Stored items

* * * *

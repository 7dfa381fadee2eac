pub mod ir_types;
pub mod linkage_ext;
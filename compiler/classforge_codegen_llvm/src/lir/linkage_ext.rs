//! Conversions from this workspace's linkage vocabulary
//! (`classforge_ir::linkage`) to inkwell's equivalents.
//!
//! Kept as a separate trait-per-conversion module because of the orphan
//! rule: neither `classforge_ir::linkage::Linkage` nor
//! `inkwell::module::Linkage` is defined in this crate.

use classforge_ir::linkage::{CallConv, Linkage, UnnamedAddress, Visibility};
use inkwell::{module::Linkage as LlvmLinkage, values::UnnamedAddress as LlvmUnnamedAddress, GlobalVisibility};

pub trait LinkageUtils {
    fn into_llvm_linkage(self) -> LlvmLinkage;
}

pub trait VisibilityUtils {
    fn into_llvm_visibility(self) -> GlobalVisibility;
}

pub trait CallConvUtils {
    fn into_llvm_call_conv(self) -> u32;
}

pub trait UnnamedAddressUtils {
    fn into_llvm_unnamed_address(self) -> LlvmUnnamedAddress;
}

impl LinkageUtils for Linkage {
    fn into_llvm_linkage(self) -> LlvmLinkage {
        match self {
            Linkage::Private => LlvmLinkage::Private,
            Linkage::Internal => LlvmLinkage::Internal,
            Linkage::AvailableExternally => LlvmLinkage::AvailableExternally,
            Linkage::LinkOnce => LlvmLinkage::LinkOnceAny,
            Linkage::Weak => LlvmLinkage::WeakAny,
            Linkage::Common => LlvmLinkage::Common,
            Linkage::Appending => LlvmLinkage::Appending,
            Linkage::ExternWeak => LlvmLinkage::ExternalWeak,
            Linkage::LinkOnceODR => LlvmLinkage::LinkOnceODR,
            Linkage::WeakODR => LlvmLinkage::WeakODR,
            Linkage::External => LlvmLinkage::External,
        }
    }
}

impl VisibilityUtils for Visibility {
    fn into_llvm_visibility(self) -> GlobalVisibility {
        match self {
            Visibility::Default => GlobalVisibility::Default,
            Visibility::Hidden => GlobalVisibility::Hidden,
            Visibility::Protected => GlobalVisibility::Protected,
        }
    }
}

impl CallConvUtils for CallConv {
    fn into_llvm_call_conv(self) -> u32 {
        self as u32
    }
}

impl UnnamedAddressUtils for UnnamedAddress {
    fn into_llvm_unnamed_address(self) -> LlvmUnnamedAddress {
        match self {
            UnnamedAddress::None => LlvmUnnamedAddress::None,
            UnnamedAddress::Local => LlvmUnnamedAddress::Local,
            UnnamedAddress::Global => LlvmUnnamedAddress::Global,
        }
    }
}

* * * *

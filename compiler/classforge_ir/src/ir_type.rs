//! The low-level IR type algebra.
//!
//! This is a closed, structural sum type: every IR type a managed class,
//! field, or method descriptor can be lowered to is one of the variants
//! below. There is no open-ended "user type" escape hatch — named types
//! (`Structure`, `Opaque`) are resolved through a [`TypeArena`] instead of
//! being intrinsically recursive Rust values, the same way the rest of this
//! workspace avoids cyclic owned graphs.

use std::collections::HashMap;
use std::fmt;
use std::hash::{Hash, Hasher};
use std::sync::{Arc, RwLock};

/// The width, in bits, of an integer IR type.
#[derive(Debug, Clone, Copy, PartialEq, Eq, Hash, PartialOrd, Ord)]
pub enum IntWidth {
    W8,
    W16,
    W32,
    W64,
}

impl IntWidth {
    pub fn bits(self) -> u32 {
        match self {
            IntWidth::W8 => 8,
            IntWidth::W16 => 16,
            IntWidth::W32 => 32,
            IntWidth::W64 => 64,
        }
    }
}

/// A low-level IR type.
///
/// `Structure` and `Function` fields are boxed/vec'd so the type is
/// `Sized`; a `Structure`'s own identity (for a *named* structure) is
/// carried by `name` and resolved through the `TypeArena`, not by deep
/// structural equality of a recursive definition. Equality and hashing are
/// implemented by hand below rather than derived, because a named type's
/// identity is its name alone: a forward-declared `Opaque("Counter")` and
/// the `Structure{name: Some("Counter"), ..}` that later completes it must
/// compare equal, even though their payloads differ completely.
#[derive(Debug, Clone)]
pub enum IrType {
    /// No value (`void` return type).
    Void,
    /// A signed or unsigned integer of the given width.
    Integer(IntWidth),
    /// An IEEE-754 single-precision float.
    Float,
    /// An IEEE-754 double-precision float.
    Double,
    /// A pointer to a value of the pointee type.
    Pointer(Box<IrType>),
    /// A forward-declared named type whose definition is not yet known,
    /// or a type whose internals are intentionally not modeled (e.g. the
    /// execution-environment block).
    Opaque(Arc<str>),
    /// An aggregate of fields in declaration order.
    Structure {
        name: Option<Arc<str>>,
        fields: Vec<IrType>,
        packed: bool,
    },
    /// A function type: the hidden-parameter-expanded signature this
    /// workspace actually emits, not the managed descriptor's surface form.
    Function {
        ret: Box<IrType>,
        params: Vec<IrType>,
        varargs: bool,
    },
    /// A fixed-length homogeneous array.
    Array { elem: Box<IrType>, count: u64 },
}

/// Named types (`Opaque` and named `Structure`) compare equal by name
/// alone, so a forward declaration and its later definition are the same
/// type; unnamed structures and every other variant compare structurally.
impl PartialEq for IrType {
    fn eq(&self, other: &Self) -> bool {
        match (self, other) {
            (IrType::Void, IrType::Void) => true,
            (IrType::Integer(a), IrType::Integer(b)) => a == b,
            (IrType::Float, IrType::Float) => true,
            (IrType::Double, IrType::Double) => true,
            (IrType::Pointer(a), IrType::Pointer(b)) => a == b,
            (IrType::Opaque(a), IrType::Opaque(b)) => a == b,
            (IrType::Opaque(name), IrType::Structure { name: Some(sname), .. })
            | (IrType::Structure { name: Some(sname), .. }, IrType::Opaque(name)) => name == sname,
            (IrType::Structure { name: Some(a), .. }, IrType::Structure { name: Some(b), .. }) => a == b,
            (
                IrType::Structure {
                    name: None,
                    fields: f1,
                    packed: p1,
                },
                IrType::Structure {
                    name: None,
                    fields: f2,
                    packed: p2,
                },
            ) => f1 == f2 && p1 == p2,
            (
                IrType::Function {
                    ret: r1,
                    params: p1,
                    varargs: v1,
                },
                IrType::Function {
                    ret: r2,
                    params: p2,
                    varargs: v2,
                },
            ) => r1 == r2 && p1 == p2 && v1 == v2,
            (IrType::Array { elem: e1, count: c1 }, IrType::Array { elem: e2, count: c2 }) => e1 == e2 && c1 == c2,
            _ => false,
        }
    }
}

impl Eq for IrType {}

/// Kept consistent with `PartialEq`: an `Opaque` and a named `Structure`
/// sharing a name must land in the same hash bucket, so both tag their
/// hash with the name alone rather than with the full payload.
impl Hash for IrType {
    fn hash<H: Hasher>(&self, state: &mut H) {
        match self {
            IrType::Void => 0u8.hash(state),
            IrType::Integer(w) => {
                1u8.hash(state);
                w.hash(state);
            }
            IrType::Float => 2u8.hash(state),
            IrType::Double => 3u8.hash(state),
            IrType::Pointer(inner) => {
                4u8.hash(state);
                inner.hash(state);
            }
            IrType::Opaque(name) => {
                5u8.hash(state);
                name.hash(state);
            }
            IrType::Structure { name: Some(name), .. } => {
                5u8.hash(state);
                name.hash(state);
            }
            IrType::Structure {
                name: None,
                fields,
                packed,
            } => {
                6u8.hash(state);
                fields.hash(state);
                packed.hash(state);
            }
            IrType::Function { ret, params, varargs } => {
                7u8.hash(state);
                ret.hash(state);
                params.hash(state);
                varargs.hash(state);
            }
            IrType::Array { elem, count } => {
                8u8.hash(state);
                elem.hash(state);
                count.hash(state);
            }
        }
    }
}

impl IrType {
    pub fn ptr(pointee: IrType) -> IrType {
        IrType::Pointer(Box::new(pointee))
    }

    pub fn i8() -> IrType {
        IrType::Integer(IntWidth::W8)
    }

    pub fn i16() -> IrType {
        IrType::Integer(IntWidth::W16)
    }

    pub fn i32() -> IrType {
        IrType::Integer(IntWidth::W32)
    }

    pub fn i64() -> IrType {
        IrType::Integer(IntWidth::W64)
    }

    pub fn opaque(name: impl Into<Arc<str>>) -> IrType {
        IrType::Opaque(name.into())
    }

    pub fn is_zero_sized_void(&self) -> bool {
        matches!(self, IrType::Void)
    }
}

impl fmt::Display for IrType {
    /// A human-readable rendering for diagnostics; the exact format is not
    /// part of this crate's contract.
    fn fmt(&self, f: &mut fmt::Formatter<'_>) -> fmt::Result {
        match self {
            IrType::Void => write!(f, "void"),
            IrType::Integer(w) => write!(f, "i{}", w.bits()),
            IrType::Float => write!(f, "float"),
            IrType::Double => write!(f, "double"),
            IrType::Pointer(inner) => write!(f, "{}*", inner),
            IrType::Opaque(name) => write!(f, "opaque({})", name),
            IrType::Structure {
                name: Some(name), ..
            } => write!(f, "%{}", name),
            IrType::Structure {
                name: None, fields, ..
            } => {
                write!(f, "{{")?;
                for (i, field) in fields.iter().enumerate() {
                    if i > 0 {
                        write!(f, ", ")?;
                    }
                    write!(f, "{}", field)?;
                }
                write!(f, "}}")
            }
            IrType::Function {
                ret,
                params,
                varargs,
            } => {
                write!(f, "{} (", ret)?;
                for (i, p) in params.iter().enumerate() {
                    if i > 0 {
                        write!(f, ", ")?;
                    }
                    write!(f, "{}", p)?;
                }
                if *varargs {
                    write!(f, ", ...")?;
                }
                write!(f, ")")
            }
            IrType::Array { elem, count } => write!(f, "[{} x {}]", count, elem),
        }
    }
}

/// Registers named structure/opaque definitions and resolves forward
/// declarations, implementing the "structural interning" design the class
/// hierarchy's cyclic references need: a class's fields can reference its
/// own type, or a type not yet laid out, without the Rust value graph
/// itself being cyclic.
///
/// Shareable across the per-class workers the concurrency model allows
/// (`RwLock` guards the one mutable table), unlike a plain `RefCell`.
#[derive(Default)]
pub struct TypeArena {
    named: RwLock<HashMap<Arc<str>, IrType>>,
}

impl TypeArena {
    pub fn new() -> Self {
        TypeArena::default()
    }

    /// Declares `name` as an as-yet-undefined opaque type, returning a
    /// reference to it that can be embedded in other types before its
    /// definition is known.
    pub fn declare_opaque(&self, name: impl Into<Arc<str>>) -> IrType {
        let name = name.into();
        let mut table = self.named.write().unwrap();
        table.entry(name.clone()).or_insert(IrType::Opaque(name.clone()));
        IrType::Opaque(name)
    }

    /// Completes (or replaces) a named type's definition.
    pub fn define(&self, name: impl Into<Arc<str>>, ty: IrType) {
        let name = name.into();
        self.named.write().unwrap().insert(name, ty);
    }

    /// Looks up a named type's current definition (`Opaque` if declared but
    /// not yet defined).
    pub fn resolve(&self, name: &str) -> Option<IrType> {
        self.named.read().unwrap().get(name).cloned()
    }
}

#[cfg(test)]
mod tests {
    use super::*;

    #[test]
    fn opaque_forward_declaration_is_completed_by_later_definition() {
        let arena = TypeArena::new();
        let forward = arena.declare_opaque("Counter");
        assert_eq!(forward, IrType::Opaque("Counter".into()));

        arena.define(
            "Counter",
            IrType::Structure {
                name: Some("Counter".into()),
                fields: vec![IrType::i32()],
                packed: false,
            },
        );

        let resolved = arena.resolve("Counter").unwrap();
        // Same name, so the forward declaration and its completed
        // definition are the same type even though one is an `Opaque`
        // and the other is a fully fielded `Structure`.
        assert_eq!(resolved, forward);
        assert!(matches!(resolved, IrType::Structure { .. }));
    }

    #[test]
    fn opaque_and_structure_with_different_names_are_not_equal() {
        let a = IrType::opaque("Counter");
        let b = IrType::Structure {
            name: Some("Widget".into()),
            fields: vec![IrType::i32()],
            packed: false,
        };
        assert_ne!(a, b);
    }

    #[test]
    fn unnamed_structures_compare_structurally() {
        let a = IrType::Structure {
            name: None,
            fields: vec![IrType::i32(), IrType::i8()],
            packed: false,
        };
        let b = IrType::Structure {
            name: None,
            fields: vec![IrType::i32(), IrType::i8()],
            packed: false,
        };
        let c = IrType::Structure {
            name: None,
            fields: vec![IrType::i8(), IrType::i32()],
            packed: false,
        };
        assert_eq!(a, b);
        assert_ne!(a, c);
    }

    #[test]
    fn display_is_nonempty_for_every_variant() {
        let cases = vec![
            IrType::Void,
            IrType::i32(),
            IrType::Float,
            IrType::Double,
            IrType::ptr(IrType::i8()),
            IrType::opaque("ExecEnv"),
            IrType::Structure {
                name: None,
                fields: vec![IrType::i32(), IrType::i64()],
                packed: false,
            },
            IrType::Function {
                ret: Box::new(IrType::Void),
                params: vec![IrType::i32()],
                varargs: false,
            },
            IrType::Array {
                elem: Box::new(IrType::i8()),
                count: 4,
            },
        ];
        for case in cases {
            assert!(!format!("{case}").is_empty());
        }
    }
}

* * * *

## [Task brief]
Go through the records above, find every line with the word "trait", and list those lines.

## [Solution to this exercise]
//! Kept as a separate trait-per-conversion module because of the orphan
pub trait LinkageUtils {
pub trait VisibilityUtils {
pub trait CallConvUtils {
pub trait UnnamedAddressUtils {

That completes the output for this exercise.